### PROVIDED DATA:
::::::
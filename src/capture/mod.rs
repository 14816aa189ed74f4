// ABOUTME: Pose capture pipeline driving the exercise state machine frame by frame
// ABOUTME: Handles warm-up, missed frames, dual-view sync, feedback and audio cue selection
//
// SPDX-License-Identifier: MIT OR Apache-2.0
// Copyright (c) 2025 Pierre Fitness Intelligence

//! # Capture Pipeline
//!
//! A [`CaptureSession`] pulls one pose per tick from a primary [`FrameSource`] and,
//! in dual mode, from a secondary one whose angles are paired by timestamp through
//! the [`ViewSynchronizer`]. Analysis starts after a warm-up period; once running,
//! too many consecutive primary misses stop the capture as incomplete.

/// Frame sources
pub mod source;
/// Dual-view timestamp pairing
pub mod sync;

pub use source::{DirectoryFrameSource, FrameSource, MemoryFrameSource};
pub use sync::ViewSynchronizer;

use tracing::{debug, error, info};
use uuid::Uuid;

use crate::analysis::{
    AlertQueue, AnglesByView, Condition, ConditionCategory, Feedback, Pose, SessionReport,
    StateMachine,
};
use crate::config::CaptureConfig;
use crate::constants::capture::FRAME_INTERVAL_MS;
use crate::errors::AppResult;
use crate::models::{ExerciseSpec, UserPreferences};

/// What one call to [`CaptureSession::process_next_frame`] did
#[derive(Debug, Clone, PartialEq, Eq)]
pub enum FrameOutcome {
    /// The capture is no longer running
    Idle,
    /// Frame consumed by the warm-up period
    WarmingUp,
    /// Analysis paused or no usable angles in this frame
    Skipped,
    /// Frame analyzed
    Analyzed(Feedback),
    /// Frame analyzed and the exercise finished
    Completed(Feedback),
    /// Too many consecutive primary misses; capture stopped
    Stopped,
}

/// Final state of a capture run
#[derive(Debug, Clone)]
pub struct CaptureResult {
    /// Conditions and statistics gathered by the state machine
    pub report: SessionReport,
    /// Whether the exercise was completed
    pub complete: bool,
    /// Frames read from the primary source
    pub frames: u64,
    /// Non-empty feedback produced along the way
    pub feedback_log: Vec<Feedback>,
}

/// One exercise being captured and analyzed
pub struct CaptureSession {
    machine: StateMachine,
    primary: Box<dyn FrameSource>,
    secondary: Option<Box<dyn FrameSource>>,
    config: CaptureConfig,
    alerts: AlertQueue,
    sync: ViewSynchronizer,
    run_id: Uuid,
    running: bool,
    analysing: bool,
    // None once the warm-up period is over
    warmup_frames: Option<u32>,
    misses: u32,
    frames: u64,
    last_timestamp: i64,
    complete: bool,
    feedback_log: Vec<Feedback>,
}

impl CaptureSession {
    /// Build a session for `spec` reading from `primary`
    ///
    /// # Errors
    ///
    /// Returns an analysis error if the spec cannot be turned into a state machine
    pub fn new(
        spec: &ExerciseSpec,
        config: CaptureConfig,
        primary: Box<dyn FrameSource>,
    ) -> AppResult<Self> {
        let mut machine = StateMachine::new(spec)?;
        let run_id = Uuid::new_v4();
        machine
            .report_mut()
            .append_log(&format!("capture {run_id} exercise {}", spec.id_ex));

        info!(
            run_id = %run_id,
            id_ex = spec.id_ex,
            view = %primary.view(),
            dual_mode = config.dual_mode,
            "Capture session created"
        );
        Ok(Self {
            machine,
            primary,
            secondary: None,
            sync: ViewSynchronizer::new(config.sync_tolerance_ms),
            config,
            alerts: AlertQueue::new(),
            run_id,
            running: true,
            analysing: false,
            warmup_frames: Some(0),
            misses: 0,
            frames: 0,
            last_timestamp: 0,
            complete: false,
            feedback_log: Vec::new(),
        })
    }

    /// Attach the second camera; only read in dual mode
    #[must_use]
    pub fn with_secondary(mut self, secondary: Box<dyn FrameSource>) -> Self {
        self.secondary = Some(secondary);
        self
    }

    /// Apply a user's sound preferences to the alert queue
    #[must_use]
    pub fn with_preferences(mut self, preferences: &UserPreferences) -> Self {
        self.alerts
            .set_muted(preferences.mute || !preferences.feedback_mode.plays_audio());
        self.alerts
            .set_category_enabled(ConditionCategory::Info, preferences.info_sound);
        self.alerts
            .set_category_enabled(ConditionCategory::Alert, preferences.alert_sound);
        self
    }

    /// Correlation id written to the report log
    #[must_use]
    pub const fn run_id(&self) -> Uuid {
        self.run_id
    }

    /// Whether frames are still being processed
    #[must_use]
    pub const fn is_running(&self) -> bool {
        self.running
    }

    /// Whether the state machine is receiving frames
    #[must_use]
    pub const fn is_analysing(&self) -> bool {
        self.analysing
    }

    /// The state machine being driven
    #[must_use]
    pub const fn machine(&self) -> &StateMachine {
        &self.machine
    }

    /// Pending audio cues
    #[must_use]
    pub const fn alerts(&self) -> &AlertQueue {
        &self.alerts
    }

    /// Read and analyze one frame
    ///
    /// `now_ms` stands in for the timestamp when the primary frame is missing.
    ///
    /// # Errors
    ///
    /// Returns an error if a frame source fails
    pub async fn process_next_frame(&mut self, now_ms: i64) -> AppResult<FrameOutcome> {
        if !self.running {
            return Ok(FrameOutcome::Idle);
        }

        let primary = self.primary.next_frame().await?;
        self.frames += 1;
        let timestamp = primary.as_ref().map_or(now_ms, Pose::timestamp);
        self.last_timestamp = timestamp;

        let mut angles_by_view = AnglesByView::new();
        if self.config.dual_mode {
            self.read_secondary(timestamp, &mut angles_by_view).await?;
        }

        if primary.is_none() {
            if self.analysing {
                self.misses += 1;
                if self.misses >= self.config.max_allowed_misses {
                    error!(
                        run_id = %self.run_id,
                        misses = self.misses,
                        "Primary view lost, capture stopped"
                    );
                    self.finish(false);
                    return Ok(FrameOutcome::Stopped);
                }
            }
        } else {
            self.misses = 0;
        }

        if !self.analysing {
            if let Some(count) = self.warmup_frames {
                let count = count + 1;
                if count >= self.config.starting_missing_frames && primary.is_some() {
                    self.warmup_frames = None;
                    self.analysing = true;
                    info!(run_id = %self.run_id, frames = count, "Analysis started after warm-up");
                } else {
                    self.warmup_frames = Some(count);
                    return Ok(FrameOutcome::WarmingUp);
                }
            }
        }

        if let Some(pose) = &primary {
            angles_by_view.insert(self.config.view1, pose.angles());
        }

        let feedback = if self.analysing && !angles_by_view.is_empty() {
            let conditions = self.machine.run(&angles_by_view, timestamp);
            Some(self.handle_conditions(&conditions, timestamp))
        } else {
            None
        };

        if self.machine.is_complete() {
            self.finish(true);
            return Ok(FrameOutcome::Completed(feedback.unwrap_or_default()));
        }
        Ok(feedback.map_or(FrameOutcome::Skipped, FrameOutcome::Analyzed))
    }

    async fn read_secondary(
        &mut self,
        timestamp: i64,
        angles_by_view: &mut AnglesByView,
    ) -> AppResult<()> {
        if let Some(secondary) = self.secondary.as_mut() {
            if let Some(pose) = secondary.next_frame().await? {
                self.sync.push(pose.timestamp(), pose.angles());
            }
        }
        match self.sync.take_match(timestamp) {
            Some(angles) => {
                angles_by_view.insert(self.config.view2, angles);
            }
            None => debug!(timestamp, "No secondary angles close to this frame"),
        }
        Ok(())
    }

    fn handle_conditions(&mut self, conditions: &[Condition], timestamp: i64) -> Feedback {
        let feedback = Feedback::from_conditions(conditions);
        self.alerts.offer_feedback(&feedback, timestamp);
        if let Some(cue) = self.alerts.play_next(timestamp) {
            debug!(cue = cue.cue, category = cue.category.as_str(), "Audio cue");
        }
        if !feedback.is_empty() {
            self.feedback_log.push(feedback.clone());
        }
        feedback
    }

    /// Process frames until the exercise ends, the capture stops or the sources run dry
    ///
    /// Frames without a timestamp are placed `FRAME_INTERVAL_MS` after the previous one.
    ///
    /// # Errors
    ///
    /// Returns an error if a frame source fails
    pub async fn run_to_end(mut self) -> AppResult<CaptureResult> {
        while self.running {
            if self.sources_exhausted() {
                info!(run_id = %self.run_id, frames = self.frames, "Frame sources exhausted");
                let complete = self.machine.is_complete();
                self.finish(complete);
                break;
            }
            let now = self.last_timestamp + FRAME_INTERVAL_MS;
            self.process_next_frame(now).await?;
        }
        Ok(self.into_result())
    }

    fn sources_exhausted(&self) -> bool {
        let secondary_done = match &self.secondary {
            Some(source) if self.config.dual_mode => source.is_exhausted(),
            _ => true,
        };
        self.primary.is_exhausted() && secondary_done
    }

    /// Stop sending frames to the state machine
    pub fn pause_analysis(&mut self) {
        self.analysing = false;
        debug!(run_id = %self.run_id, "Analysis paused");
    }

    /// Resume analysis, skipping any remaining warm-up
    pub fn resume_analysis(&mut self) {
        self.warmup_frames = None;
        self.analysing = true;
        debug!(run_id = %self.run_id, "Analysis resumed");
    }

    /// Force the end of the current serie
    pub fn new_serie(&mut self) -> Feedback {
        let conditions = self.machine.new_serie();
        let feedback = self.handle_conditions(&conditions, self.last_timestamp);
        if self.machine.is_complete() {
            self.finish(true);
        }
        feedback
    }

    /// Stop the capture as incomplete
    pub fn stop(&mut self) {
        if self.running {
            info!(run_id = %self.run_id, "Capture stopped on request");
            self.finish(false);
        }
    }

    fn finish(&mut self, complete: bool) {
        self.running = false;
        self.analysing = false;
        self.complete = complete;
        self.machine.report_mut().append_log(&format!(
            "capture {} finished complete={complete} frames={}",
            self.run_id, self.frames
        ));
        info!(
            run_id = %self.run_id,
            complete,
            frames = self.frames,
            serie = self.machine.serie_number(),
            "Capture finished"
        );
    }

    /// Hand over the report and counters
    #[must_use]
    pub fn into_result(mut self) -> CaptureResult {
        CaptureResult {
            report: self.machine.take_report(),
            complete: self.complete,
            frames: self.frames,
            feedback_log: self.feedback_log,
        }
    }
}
::::::
For every line in the data above that holds "StateMachine", return the line itself.

    StateMachine,
    machine: StateMachine,
        let mut machine = StateMachine::new(spec)?;
    pub const fn machine(&self) -> &StateMachine {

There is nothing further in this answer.